On Wednesday, Trump rushed to dissolve two highly-touted business advisory councils before all the CEOs on those panels quit. Business leaders had been bolting for the exits like an audience in a burning circus tent after Trump failed to make a distinction between the Nazi sympathizers who invaded Charlottesville and the people who showed up to protest their vile philosophy. On Tuesday, Trump slammed the departing CEOs as “grandstanders” and said he could easily replace them, but, by Wednesday, the president must have realized no prominent businessman in his right mind now wants to ruin his reputation by colluding with him.
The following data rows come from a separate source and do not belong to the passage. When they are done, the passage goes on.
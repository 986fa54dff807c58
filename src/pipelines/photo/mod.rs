// SPDX-License-Identifier: GPL-3.0-only

//! Async photo capture pipeline
//!
//! This pipeline implements the capture workflow:
//!
//! ```text
//! Camera Session → Frame Grab → Composite → Encode → Store
//!       ↓                                              ↓
//! Preview continues uninterrupted          Preview derivation (background)
//! ```
//!
//! # Pipeline Stages
//!
//! 1. **Frame grab**: take the most recent frame from the session
//! 2. **Composite**: cover-fit crop, mirror, brightness, overlays (async)
//! 3. **Encode**: convert to PNG/JPEG (async)
//! 4. **Store**: hand off to the photo store
//!
//! A small JPEG preview is derived in a background task after the photo is
//! stored; if derivation fails the original bytes stand in permanently.
//!
//! # Key Invariants
//!
//! - Only one capture runs at a time; overlapping requests get `Busy`
//! - A capture that fails takes no action (nothing partial is stored)
//! - The busy flag clears on every exit path

pub mod compositor;
pub mod encoding;
pub mod geometry;
pub mod overlay;

pub use compositor::{compose, CompositeParams};
pub use encoding::{EncodingFormat, EncodingQuality, PhotoEncoder};
pub use geometry::VisualFrameGeometry;
pub use overlay::{OverlayAsset, OverlayPlacement, OverlaySet};

use crate::backends::camera::session::CameraSession;
use crate::storage::{CapturedPhoto, NewPhoto, PhotoId, PhotoStore, StorageError};
use chrono::Local;
use std::sync::atomic::{AtomicBool, Ordering};
use std::sync::Arc;
use tracing::{debug, info};

/// Result type for capture operations
pub type CaptureResult<T> = Result<T, CaptureError>;

/// Error types for capture operations
#[derive(Debug, Clone)]
pub enum CaptureError {
    /// The camera has no usable frame yet, or the viewport is degenerate
    NotReady,
    /// Another capture is still in progress
    Busy,
    /// Compositing or encoding failed
    Encode(String),
    /// The store rejected the photo
    Store(StorageError),
}

impl std::fmt::Display for CaptureError {
    fn fmt(&self, f: &mut std::fmt::Formatter<'_>) -> std::fmt::Result {
        match self {
            CaptureError::NotReady => write!(f, "Camera is not ready"),
            CaptureError::Busy => write!(f, "A capture is already in progress"),
            CaptureError::Encode(msg) => write!(f, "Encoding failed: {}", msg),
            CaptureError::Store(e) => write!(f, "Storing photo failed: {}", e),
        }
    }
}

impl std::error::Error for CaptureError {}

impl From<StorageError> for CaptureError {
    fn from(e: StorageError) -> Self {
        CaptureError::Store(e)
    }
}

/// Viewport parameters for one capture
#[derive(Debug, Clone, Copy)]
pub struct CaptureRequest {
    /// Displayed container size the user framed the shot in
    pub container_width: f32,
    pub container_height: f32,
    /// Display scale factor (device pixel ratio)
    pub output_scale: f32,
}

/// Complete photo capture pipeline
///
/// Orchestrates the frame grab → composite → encode → store workflow.
pub struct PhotoPipeline {
    encoder: PhotoEncoder,
    overlays: Arc<OverlaySet>,
    in_flight: Arc<AtomicBool>,
}

impl PhotoPipeline {
    /// Create a pipeline with loaded overlays and default encoding
    pub fn new(overlays: OverlaySet) -> Self {
        Self {
            encoder: PhotoEncoder::new(),
            overlays: Arc::new(overlays),
            in_flight: Arc::new(AtomicBool::new(false)),
        }
    }

    /// Whether a capture is currently in progress
    pub fn is_in_flight(&self) -> bool {
        self.in_flight.load(Ordering::SeqCst)
    }

    /// Capture one photo from the session into the store
    ///
    /// Rejects overlapping invocations with [`CaptureError::Busy`]. On any
    /// outcome the busy flag is cleared before returning.
    pub async fn capture(
        &self,
        session: &CameraSession,
        store: &Arc<dyn PhotoStore>,
        request: &CaptureRequest,
    ) -> CaptureResult<CapturedPhoto> {
        if self
            .in_flight
            .compare_exchange(false, true, Ordering::SeqCst, Ordering::SeqCst)
            .is_err()
        {
            return Err(CaptureError::Busy);
        }

        let result = self.capture_inner(session, store, request).await;
        self.in_flight.store(false, Ordering::SeqCst);
        result
    }

    async fn capture_inner(
        &self,
        session: &CameraSession,
        store: &Arc<dyn PhotoStore>,
        request: &CaptureRequest,
    ) -> CaptureResult<CapturedPhoto> {
        let frame = session.current_frame().ok_or(CaptureError::NotReady)?;
        if frame.width == 0 || frame.height == 0 {
            return Err(CaptureError::NotReady);
        }

        let geometry = VisualFrameGeometry::cover_fit(
            request.container_width,
            request.container_height,
            frame.width,
            frame.height,
        )
        .ok_or(CaptureError::NotReady)?;
        let (output_width, output_height) = geometry.output_size(request.output_scale);
        let brightness = session.brightness();
        let mirrored = session.mirrored();

        let overlays = Arc::clone(&self.overlays);
        let composited = tokio::task::spawn_blocking(move || {
            let params = CompositeParams {
                geometry,
                output_width,
                output_height,
                brightness,
                mirrored,
                overlays: &overlays,
            };
            compositor::compose(&frame, &params)
        })
        .await
        .map_err(|e| CaptureError::Encode(format!("compositing task failed: {}", e)))?;

        let encoded = self.encoder.encode(composited).await.map_err(CaptureError::Encode)?;

        let data: Arc<[u8]> = Arc::from(encoded.data);
        let created_at = Local::now();
        let id = store
            .add(NewPhoto {
                data: Arc::clone(&data),
                format: encoded.format,
                width: encoded.width,
                height: encoded.height,
                created_at,
            })
            .await?;

        info!(
            id,
            width = encoded.width,
            height = encoded.height,
            size = data.len(),
            "Photo captured"
        );

        self.spawn_preview_task(store, id, Arc::clone(&data));

        Ok(CapturedPhoto {
            id,
            data,
            format: encoded.format,
            width: encoded.width,
            height: encoded.height,
            created_at,
            preview: None,
        })
    }

    /// Derive and attach the gallery preview in the background
    ///
    /// Failures never surface: a photo whose preview cannot be derived keeps
    /// its original bytes as the preview from then on.
    fn spawn_preview_task(&self, store: &Arc<dyn PhotoStore>, id: PhotoId, original: Arc<[u8]>) {
        let encoder = self.encoder.clone();
        let store = Arc::clone(store);
        tokio::spawn(async move {
            let preview = match encoder.encode_preview(Arc::clone(&original)).await {
                Ok(bytes) => Arc::from(bytes),
                Err(e) => {
                    debug!(id, error = %e, "Preview derivation failed; keeping original bytes");
                    original
                }
            };
            if let Err(e) = store.attach_preview(id, preview).await {
                debug!(id, error = %e, "Preview attach skipped");
            }
        });
    }
}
In another dramatic move, five top military leaders — the chiefs of the Army, Navy, Air Force, Marines and National Guard — made strong statements condemning racism and Nazism. The Army chief of staff, Gen. Mark A. Milley, sent out a tweet that said, “The Army doesn’t tolerate racism, extremism or hatred in our ranks. It’s against our values and everything we’ve stood for since 1775.” Such pointed comments from the military’s top brass are highly unusual and are a sharp, if indirect, rebuke to the commander in chief.
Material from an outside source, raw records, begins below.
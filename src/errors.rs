// SPDX-License-Identifier: GPL-3.0-only

//! Error types for the photo booth application

use crate::backends::camera::types::BackendError;
use crate::pipelines::photo::CaptureError;
use crate::storage::StorageError;
use std::fmt;

/// Result type alias using AppError
pub type AppResult<T> = Result<T, AppError>;

/// Main application error type
#[derive(Debug, Clone)]
pub enum AppError {
    /// Camera session / device errors
    Camera(BackendError),
    /// Capture pipeline errors
    Capture(CaptureError),
    /// Photo store errors
    Storage(StorageError),
    /// Configuration errors
    Config(String),
    /// Generic error with message
    Other(String),
}

impl fmt::Display for AppError {
    fn fmt(&self, f: &mut fmt::Formatter<'_>) -> fmt::Result {
        match self {
            AppError::Camera(e) => write!(f, "Camera error: {}", e),
            AppError::Capture(e) => write!(f, "Capture error: {}", e),
            AppError::Storage(e) => write!(f, "Storage error: {}", e),
            AppError::Config(msg) => write!(f, "Configuration error: {}", msg),
            AppError::Other(msg) => write!(f, "{}", msg),
        }
    }
}

impl std::error::Error for AppError {}

// Conversions from sub-errors to AppError
impl From<BackendError> for AppError {
    fn from(err: BackendError) -> Self {
        AppError::Camera(err)
    }
}

impl From<CaptureError> for AppError {
    fn from(err: CaptureError) -> Self {
        AppError::Capture(err)
    }
}

impl From<StorageError> for AppError {
    fn from(err: StorageError) -> Self {
        AppError::Storage(err)
    }
}

impl From<String> for AppError {
    fn from(msg: String) -> Self {
        AppError::Other(msg)
    }
}

impl From<&str> for AppError {
    fn from(msg: &str) -> Self {
        AppError::Other(msg.to_string())
    }
}

impl From<std::io::Error> for AppError {
    fn from(err: std::io::Error) -> Self {
        AppError::Other(err.to_string())
    }
}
Several conservative pundits and Republican activists expressed outrage at Trump’s defense of the white nationalists. On Fox News, Charles Krauthammer branded Trump’s comments “a moral disgrace.” Most GOP elected officials shied away from criticizing Trump so directly, even as they issued their own condemnations of bigotry. Some, though, did take Trump on, including Florida Sen. Marco Rubio, who said the president was wrong for not assigning all the blame for the Charlottesville tragedy to white supremacists. “We cannot allow this old evil to be resurrected,” Rubio tweeted.

Reportedly, some members of Trump’s Cabinet and White House team were upset by the president’s comments, too. As Chief of Staff John F. Kelly stood off to the side of Trump during the Tuesday news conference, he exuded the body language of a man who realizes he has sold his soul to the devil. The media is now abuzz with speculation about how long these people can work for a man with such a skewed moral compass before self-loathing impels them to resign.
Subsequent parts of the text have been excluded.